Exercise :: Across the listing below, work out how many lines include the word "members". Give the number alone.
------------------------------------------------------------
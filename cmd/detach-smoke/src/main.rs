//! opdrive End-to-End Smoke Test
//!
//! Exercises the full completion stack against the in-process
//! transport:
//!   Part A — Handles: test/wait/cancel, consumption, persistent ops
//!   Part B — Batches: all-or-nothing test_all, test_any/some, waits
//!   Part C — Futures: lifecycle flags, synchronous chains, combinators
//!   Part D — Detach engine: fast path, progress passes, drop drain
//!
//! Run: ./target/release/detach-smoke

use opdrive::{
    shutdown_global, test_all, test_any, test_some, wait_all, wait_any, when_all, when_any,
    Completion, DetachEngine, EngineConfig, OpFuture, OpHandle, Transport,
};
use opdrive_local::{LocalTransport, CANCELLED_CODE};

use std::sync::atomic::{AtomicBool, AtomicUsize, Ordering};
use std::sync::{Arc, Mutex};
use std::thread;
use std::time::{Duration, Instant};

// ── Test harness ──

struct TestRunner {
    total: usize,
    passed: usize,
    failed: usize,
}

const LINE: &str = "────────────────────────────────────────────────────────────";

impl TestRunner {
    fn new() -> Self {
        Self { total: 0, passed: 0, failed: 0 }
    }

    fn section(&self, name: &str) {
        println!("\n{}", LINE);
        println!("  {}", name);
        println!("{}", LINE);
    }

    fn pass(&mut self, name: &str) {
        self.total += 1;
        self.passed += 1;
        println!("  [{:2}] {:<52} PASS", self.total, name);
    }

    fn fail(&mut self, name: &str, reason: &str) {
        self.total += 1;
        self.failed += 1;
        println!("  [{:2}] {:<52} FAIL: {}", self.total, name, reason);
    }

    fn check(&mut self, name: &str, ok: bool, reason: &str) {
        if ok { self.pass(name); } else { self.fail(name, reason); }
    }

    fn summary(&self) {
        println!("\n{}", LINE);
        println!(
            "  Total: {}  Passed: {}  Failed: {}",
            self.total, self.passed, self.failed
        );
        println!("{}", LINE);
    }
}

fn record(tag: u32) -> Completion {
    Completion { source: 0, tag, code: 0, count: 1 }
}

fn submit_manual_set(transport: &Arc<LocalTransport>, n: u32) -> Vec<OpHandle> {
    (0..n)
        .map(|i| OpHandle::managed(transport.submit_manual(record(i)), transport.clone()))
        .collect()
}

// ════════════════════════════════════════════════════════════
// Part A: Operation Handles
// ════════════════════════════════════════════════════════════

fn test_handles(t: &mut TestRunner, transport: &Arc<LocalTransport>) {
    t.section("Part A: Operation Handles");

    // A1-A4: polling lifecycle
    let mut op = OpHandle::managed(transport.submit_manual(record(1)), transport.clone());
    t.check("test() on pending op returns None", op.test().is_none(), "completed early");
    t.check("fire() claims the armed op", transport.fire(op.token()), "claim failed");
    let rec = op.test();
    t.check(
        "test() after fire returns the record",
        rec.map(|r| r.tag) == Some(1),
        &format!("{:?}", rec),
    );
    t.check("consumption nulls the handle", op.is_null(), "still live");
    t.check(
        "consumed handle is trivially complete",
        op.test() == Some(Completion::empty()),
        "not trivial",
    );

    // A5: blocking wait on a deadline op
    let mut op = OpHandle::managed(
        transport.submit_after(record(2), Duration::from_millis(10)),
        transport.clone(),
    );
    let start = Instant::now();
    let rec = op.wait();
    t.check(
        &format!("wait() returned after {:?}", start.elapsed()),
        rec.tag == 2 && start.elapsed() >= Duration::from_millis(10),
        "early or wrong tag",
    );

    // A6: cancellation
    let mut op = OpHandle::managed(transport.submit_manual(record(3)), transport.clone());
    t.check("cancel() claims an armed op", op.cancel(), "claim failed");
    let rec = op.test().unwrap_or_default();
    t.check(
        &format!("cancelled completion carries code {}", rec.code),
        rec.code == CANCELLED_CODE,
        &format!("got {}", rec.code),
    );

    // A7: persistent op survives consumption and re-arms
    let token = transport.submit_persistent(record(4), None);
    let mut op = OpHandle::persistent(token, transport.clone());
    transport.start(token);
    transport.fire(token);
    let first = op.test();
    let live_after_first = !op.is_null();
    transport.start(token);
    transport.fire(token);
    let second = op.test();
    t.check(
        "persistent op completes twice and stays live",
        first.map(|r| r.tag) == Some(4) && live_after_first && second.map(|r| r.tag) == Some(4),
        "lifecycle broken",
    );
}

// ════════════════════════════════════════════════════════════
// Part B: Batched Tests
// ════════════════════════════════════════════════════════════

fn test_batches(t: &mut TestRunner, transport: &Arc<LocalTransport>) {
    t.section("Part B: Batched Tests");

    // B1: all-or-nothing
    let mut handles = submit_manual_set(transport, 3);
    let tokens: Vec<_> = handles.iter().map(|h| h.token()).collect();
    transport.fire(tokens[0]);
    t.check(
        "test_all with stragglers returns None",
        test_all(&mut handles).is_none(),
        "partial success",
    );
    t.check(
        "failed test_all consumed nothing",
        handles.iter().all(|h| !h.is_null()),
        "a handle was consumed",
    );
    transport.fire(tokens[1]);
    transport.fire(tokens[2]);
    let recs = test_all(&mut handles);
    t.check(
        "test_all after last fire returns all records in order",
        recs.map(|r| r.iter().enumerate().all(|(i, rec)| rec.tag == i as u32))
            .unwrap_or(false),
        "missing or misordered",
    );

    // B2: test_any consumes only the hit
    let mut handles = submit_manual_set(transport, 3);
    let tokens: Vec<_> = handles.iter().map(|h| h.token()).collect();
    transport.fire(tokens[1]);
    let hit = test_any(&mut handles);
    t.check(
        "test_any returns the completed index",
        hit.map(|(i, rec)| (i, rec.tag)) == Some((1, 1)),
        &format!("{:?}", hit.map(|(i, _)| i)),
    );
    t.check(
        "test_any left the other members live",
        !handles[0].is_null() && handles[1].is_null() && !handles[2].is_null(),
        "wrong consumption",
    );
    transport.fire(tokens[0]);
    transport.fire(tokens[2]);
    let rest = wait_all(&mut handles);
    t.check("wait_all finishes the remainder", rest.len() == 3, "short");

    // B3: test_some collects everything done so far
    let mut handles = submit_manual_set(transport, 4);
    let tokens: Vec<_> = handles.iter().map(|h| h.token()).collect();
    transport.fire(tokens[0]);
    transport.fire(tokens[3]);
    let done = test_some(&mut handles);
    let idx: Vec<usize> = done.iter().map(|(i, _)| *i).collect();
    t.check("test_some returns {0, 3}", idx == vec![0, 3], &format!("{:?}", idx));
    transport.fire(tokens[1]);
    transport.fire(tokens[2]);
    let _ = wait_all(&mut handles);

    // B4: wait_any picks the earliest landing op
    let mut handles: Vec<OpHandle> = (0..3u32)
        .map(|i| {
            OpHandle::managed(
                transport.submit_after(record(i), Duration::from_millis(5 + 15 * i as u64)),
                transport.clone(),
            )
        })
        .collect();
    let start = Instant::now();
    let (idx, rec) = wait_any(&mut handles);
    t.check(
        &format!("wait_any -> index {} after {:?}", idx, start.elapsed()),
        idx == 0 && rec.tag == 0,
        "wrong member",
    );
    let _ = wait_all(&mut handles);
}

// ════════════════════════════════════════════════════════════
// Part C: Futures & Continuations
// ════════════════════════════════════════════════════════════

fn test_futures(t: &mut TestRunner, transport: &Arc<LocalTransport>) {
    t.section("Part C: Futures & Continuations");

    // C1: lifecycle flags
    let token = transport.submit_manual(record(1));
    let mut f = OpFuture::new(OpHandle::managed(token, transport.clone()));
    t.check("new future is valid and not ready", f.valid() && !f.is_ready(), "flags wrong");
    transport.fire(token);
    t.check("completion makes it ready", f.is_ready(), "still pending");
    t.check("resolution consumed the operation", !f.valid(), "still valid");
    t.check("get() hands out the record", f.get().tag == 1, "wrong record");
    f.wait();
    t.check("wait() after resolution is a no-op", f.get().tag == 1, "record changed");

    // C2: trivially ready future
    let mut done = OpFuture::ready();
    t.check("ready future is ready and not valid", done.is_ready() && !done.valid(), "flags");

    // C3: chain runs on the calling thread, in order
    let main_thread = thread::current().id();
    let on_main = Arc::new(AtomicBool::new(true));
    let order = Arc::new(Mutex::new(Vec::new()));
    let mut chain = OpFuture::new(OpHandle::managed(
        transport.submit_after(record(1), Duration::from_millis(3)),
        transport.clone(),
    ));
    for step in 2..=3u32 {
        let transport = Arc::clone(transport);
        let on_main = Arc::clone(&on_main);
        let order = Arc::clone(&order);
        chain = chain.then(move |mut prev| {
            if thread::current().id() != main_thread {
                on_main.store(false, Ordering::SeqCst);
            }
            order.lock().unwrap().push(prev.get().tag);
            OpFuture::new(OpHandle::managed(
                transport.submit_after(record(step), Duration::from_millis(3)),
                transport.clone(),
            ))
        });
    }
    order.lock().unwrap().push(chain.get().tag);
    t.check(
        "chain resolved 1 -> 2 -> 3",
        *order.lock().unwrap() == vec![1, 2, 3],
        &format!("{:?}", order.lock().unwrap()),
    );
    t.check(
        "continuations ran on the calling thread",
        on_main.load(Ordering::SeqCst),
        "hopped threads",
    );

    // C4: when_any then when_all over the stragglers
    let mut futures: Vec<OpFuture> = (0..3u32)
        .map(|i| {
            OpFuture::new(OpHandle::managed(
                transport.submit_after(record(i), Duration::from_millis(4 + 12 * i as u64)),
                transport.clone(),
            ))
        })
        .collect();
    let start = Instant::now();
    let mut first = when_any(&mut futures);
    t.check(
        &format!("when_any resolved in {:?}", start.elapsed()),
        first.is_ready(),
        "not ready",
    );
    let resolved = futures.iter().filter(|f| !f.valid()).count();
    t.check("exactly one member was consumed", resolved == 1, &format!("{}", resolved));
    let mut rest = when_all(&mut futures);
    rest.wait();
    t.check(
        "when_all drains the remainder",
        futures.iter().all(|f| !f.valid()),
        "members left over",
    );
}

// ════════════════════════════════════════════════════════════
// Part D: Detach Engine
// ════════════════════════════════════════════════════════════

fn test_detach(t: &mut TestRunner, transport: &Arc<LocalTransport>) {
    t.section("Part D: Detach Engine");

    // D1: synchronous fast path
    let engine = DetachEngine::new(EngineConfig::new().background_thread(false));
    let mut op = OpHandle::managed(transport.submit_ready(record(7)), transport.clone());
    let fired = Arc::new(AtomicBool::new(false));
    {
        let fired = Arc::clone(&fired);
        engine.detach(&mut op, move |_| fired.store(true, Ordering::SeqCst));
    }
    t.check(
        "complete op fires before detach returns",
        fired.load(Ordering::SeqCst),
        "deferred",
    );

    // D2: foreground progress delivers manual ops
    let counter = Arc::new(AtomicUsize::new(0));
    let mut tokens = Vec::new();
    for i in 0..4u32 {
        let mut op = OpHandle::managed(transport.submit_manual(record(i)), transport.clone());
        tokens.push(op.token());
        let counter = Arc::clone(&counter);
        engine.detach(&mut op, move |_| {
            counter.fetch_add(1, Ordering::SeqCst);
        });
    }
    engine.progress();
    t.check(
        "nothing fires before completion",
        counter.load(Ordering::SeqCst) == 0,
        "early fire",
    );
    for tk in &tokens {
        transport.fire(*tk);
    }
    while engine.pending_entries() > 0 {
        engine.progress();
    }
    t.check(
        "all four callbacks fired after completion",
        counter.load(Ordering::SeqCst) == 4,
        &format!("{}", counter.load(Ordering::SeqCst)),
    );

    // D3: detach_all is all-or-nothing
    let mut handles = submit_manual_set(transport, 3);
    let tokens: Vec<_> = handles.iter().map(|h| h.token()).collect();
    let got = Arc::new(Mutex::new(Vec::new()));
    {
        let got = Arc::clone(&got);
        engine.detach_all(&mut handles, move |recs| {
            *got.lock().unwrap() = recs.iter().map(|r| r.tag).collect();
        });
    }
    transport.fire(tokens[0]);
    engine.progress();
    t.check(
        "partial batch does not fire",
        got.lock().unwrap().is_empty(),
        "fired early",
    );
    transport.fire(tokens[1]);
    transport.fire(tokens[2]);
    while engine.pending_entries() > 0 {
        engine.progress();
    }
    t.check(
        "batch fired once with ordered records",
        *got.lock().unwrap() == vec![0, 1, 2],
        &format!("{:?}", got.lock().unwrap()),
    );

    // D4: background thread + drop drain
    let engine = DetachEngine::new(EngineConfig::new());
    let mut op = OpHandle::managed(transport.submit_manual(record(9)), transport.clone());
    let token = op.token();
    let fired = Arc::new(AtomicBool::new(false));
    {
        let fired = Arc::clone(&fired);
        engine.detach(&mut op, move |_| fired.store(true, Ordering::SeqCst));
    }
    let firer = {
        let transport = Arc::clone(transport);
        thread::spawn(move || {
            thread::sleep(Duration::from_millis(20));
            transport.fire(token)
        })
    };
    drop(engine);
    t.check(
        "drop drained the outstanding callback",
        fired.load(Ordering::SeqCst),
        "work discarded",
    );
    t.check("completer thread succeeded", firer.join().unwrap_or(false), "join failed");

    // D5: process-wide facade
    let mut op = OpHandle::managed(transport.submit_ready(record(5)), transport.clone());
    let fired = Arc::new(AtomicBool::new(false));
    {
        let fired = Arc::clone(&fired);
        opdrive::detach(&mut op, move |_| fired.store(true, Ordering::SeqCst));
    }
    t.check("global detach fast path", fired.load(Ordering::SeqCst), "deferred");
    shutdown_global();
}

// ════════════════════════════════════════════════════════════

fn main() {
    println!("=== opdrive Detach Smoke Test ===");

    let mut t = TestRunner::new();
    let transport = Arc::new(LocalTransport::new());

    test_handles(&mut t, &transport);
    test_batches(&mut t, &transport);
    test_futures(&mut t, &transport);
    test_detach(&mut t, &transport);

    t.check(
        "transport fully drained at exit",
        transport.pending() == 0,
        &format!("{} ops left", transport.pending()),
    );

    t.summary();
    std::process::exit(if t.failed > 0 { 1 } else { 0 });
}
------------------------------------------------------------
Answer :: 2